The following prospective, case-control study aimed to determine how maternal BMI and gestational weight gain affect the risk of type 1 diabetes development in early childhood. The study analyzed 16,179 children ages 0-19 years. Of those, 3,231 children with a type 1 diabetes diagnosis between the years 2000 and 2012 were included from the Swedish National Quality Register for Diabetes in Children (SWEDIABKIDS) and 12,948 control children were included from the Swedish Medical Birth Register (MBR). Diabetes diagnosis was initially determined solely on signs and symptoms and years later further confirmed with diabetic screenings. Children were included in the study if their mothers’ BMI and weight gain was available during pregnancy. Children in the type 1 diabetes group were paired with 4 children in the control group that had the same birth year and day, sex, and birth region in Sweden. Women were placed into one of four groups depending on if they were underweight, normal weight, overweight, or obese.

Results show that mothers of the children with type 1 diabetes diagnosis were more likely to be obese when compared to the mothers of the children in the control group (9% vs 7.7%, P=0.02). Mothers of the diagnosed children were also more likely to have diabetes when compared to the mothers of the children in the control group (2.8% vs 0.8%, P<0.001). Maternal gestational weight gain was not statistically significant between the mothers of the diagnosed children and the mothers of the children in the control group. When comparing the children of the mothers who were not diagnosed with diabetes, results showed that children with diagnoses had more obese mothers compared to the children in the control group (8.8% vs 7.6, P=0.04).

It was also determined that children with obese mothers in early pregnancy had an elevated risk of type 1 diabetes diagnosis (adjusted OR 1.18, 95% CI 1.02, 1.36). Maternal diabetes was found to be the greatest risk factor of type 1 diabetes development in children (adjusted OR 3.31, 95% CI 2.49, 4.40). Although, gestational diabetes increased the risk as well (adjusted OR 1.81, 95% CI 1.08, 3.04). There was a significant difference seen in the ages at which children in the diabetes group developed diabetes in association to maternal BMI (P<0.001). Maternal BMI had a major impact on children who developed diabetes below the age of 10 years but not on children who developed diabetes between the ages of 10 to 14 years.

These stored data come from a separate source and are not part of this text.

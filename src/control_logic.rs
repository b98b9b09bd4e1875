/*!
ControlLogic: purely combinational gating of CI, CO, MI, TR, CEME and EC by
the HI signal. Each raw signal fans out into a high-byte and a low-byte
variant; these pick which of the two halves of a 16-bit-wide resource
(PC/MA, the UART direction, the BANK latch) a given microstep addresses.
*/

use crate::signal::{SignalArena, WireId};

#[derive(Debug, Clone, Copy)]
pub struct ControlLogic {
    hi: WireId,
    ci: WireId,
    co: WireId,
    mi: WireId,
    tr: WireId,
    ceme: WireId,
    ec: WireId,

    pub cih: WireId,
    pub cil: WireId,
    pub coh: WireId,
    pub col: WireId,
    pub mih: WireId,
    pub mil: WireId,
    pub trh: WireId,
    pub trl: WireId,
    pub cemeh: WireId,
    pub cemel: WireId,
    pub ech: WireId,
    pub ecl: WireId,
}

impl ControlLogic {
    #[allow(clippy::too_many_arguments)]
    pub fn new(
        hi: WireId,
        ci: WireId,
        co: WireId,
        mi: WireId,
        tr: WireId,
        ceme: WireId,
        ec: WireId,
        arena: &mut SignalArena,
    ) -> Self {
        Self {
            hi,
            ci,
            co,
            mi,
            tr,
            ceme,
            ec,
            cih: arena.add_wire("cih"),
            cil: arena.add_wire("cil"),
            coh: arena.add_wire("coh"),
            col: arena.add_wire("col"),
            mih: arena.add_wire("mih"),
            mil: arena.add_wire("mil"),
            trh: arena.add_wire("trh"),
            trl: arena.add_wire("trl"),
            cemeh: arena.add_wire("cemeh"),
            cemel: arena.add_wire("cemel"),
            ech: arena.add_wire("ech"),
            ecl: arena.add_wire("ecl"),
        }
    }

    pub fn evaluate(&mut self, arena: &mut SignalArena) -> bool {
        let hi = arena.read_wire(self.hi);
        let lo = !hi;

        let mut changed = false;
        let mut gate = |arena: &mut SignalArena, raw: WireId, hi_out: WireId, lo_out: WireId| {
            let raw_val = arena.read_wire(raw);
            let mut c = arena.write_wire(hi_out, raw_val && hi);
            c |= arena.write_wire(lo_out, raw_val && lo);
            c
        };

        changed |= gate(arena, self.ci, self.cih, self.cil);
        changed |= gate(arena, self.co, self.coh, self.col);
        changed |= gate(arena, self.mi, self.mih, self.mil);
        changed |= gate(arena, self.tr, self.trh, self.trl);
        changed |= gate(arena, self.ceme, self.cemeh, self.cemel);
        changed |= gate(arena, self.ec, self.ech, self.ecl);

        changed
    }
}
/*!
`RunConfig`: the ambient, process-level configuration the CLI parses before
any simulated hardware exists. This is never visible to the microcode; it
only decides which flash image to load, how fast the host paces `Step`
calls, and how chatty `log` should be.

The flag set and exit codes are pinned to §6 of the board's own CLI
contract (`-h`/`-help`/`-?` print usage and exit 0; an unknown flag or a
missing positional exits 1), which predates `clap`'s own `--help`
conventions and doesn't match them (single-dash multi-letter spellings,
exit 0 on help rather than clap's exit 0 only for `--help`/`-h`). So the
legacy spellings are recognized by hand before handing the rest of the
argument list to a `clap` derive parser with its own help flag disabled.
*/

use std::path::PathBuf;

use clap::Parser;
use log::LevelFilter;

use crate::error::SimError;

const PROGRAM_NAME: &str = "mincpu";

fn usage() -> String {
    format!("usage: {PROGRAM_NAME} [-v]... [--rate N] <flash.bin>")
}

#[derive(Debug, Parser)]
#[command(name = "mincpu", disable_help_flag = true, disable_version_flag = true)]
struct Cli {
    /// Path to a 524,288-byte flash image (16 banks of 32 KiB).
    flash: PathBuf,

    /// Instructions to run per pacing batch before a `--rate`-driven sleep;
    /// omitted or absent means run unbounded, one batch at a time.
    #[arg(long = "rate", value_name = "N")]
    rate: Option<u64>,

    /// Raise log verbosity; repeatable (-v info, -vv debug, -vvv trace).
    #[arg(short = 'v', long = "verbose", action = clap::ArgAction::Count)]
    verbose: u8,
}

/// Process-level configuration parsed from argv. Never simulated hardware
/// state — see the module doc comment.
#[derive(Debug, Clone)]
pub struct RunConfig {
    pub flash: PathBuf,
    pub rate: Option<u64>,
    pub verbose: u8,
}

impl RunConfig {
    /// The `log::LevelFilter` implied by the `-v` count: warnings and
    /// errors by default, rising to info/debug/trace as `-v` repeats.
    pub fn log_level(&self) -> LevelFilter {
        match self.verbose {
            0 => LevelFilter::Warn,
            1 => LevelFilter::Info,
            2 => LevelFilter::Debug,
            _ => LevelFilter::Trace,
        }
    }
}

/// Parse `argv[1..]` into a `RunConfig`, or exit the process directly for
/// the legacy help spellings (matching the original's own `exit` calls —
/// see §6 and `original_source/main.cpp`'s argument loop).
pub fn parse_args<I: IntoIterator<Item = String>>(args: I) -> Result<RunConfig, SimError> {
    let args: Vec<String> = args.into_iter().collect();

    if args.iter().any(|a| matches!(a.as_str(), "-h" | "-help" | "-?")) {
        println!("{}", usage());
        std::process::exit(0);
    }

    let with_program_name = std::iter::once(PROGRAM_NAME.to_string()).chain(args.iter().cloned());
    let cli = Cli::try_parse_from(with_program_name).map_err(|err| classify(err, &args))?;

    Ok(RunConfig {
        flash: cli.flash,
        rate: cli.rate,
        verbose: cli.verbose,
    })
}

fn classify(err: clap::Error, args: &[String]) -> SimError {
    use clap::error::ErrorKind;
    match err.kind() {
        ErrorKind::MissingRequiredArgument => SimError::MissingFlashArgument,
        _ => {
            let bad = args
                .iter()
                .find(|a| a.starts_with('-'))
                .cloned()
                .unwrap_or_else(|| err.to_string());
            SimError::UnknownArgument(bad)
        }
    }
}
/*!
RAMAndFlash: the banked memory block. 32 KiB of RAM occupies addresses with
MAH bit 7 set; 512 KiB of Flash, organized as 16 banks of 32 KiB, occupies
addresses with MAH bit 7 clear and is selected by the 4-bit BANK register.

Per the board's source (see the open question recorded in DESIGN.md), the
flash address is formed as `(BANK << 11) | ((MAH & 0x7F) << 8) | MAL` rather
than the `<< 15` a disjoint 16-bank/32 KiB layout would suggest. That
narrower shift is preserved verbatim: it aliases banks onto overlapping
2 KiB windows, which is almost certainly a bug in the original hardware's
microcode author's arithmetic, but correctness here means matching the
observed machine, not the idealized one.
*/

use crate::error::SimError;
use crate::signal::{BusId, SignalArena, WireId};

pub const RAM_SIZE: usize = 32 * 1024;
pub const FLASH_SIZE: usize = 512 * 1024;
/// Preserved verbatim from the source; see DESIGN.md "Flash bank shift".
const FLASH_BANK_SHIFT: u32 = 11;

#[derive(Debug, Clone, Copy)]
pub struct RamAndFlash {
    mah_tap: BusId,
    mal_tap: BusId,
    bank_tap: BusId,
    input_enable: WireId,
    output_enable: WireId,
    input: BusId,
    outputs: [BusId; 2],
    output_count: usize,
}

/// Owned storage for `RamAndFlash`, kept separate from the small `Copy`
/// wiring struct so the evaluator can hold the block list by value while the
/// (larger) backing arrays live once in `System`.
#[derive(Debug, Clone)]
pub struct RamAndFlashStorage {
    pub ram: Vec<u8>,
    pub flash: Vec<u8>,
}

impl RamAndFlashStorage {
    pub fn new() -> Self {
        Self {
            ram: vec![0u8; RAM_SIZE],
            flash: vec![0u8; FLASH_SIZE],
        }
    }

    pub fn load_flash(&mut self, data: &[u8]) -> Result<(), SimError> {
        if data.len() != FLASH_SIZE {
            return Err(SimError::FlashSizeMismatch {
                expected: FLASH_SIZE,
                actual: data.len(),
            });
        }
        self.flash.copy_from_slice(data);
        Ok(())
    }
}

impl Default for RamAndFlashStorage {
    fn default() -> Self {
        Self::new()
    }
}

#[inline]
fn decode(mah: u8, mal: u8, bank: u8) -> (bool, usize, usize) {
    let is_ram = mah & 0x80 != 0;
    let page = (mah & 0x7F) as usize;
    let ram_addr = (page << 8) | mal as usize;
    let flash_addr = ((bank as usize) << FLASH_BANK_SHIFT) | (page << 8) | mal as usize;
    (is_ram, ram_addr, flash_addr)
}

impl RamAndFlash {
    pub fn new(
        mah_tap: BusId,
        mal_tap: BusId,
        bank_tap: BusId,
        input_enable: WireId,
        output_enable: WireId,
        input: BusId,
        outputs: Vec<BusId>,
    ) -> Self {
        assert!(!outputs.is_empty() && outputs.len() <= 2, "at most two output buses supported");
        let mut arr = [outputs[0]; 2];
        if outputs.len() == 2 {
            arr[1] = outputs[1];
        }
        Self {
            mah_tap,
            mal_tap,
            bank_tap,
            input_enable,
            output_enable,
            input,
            outputs: arr,
            output_count: outputs.len(),
        }
    }

    pub fn evaluate(&mut self, arena: &mut SignalArena, storage: &mut RamAndFlashStorage) -> bool {
        let mah = (arena.read_bus(self.mah_tap) & 0xFF) as u8;
        let mal = (arena.read_bus(self.mal_tap) & 0xFF) as u8;
        let bank = (arena.read_bus(self.bank_tap) & 0x0F) as u8;
        let (is_ram, ram_addr, flash_addr) = decode(mah, mal, bank);

        let mut changed = false;

        if arena.read_wire(self.input_enable) {
            let value = (arena.read_bus(self.input) & 0xFF) as u8;
            if is_ram {
                storage.ram[ram_addr % RAM_SIZE] = value;
            } else {
                storage.flash[flash_addr % FLASH_SIZE] = value;
            }
        }

        if arena.read_wire(self.output_enable) {
            let value = if is_ram {
                storage.ram[ram_addr % RAM_SIZE]
            } else {
                storage.flash[flash_addr % FLASH_SIZE]
            };
            for &out in &self.outputs[..self.output_count] {
                changed |= arena.write_bus(out, value as u16);
            }
        }

        changed
    }
}

#[cfg(test)]
mod tests {
    use super::*;
    use crate::signal::SignalArena;

    fn harness(
        arena: &mut SignalArena,
    ) -> (BusId, BusId, BusId, WireId, WireId, BusId, BusId) {
        let mah = arena.add_bus("MAH", 8);
        let mal = arena.add_bus("MAL", 8);
        let bank = arena.add_bus("BANK", 4);
        let ie = arena.add_wire("RI");
        let oe = arena.add_wire("RO");
        let input = arena.add_bus("MainBus", 8);
        let output = arena.add_bus("MainBus", 8);
        (mah, mal, bank, ie, oe, input, output)
    }

    #[test]
    fn ram_write_at_high_address_bit_selects_ram() {
        let mut arena = SignalArena::new();
        let (mah, mal, bank, ie, oe, input, output) = harness(&mut arena);
        let mut mem = RamAndFlash::new(mah, mal, bank, ie, oe, input, vec![output]);
        let mut storage = RamAndFlashStorage::new();

        arena.write_bus(mah, 0xDE);
        arena.write_bus(mal, 0xAD);
        arena.write_bus(input, 0xBA);
        arena.write_wire(ie, true);
        mem.evaluate(&mut arena, &mut storage);

        let expected_addr = ((0xDEu8 & 0x7F) as usize) << 8 | 0xADusize;
        assert_eq!(storage.ram[expected_addr], 0xBA);
    }

    #[test]
    fn flash_write_uses_observed_shift_eleven() {
        let mut arena = SignalArena::new();
        let (mah, mal, bank, ie, oe, input, output) = harness(&mut arena);
        let mut mem = RamAndFlash::new(mah, mal, bank, ie, oe, input, vec![output]);
        let mut storage = RamAndFlashStorage::new();

        arena.write_bus(mah, 0x13);
        arena.write_bus(mal, 0x37);
        arena.write_bus(bank, 0x5);
        arena.write_bus(input, 0xCA);
        arena.write_wire(ie, true);
        mem.evaluate(&mut arena, &mut storage);

        let expected = (0x5usize << 11) | ((0x13usize & 0x7F) << 8) | 0x37usize;
        assert_eq!(expected, 0x3B37);
        assert_eq!(storage.flash[expected], 0xCA);
    }

    #[test]
    fn read_drives_selected_cell_onto_output() {
        let mut arena = SignalArena::new();
        let (mah, mal, bank, ie, oe, input, output) = harness(&mut arena);
        let mut mem = RamAndFlash::new(mah, mal, bank, ie, oe, input, vec![output]);
        let mut storage = RamAndFlashStorage::new();
        storage.ram[0x55] = 0x42;

        arena.write_bus(mah, 0x80);
        arena.write_bus(mal, 0x55);
        arena.write_wire(oe, true);
        mem.evaluate(&mut arena, &mut storage);

        assert_eq!(arena.read_bus(output), 0x42);
    }

    #[test]
    fn load_flash_rejects_wrong_size() {
        let mut storage = RamAndFlashStorage::new();
        let err = storage.load_flash(&[0u8; 10]).unwrap_err();
        assert!(matches!(err, SimError::FlashSizeMismatch { .. }));
    }
}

Overall, the study showed that non-diabetic obese mothers were more likely to have children with type 1 diabetes. Independent of diabetes diagnosis; obese mothers in early pregnancy experienced a significant increase in risk of having children with type 1 diabetes. Maternal obesity was also associated with earlier diabetes diagnosis in children. The highest risk factor for childhood type 1 diabetes onset was maternal diabetes. Although gestational diabetes was found to increase the risk as well. A major strength of the study was the use of the large national registries to obtain data. Limitations include unavailability of paternal obesity, incorrect diagnostic codes could have been entered in the registries, height was self-reported and weight was often self-reported as well, making BMI calculations less accurate.

Practice Pearls:

  • Obesity, independent of diabetes diagnosis, increased the risk of having children with type 1 diabetes.
  • Maternal obesity increased the risk of having children with an earlier onset of type 1 diabetes.
  • Maternal diabetes was associated with the highest risk of having children with type 1 diabetes.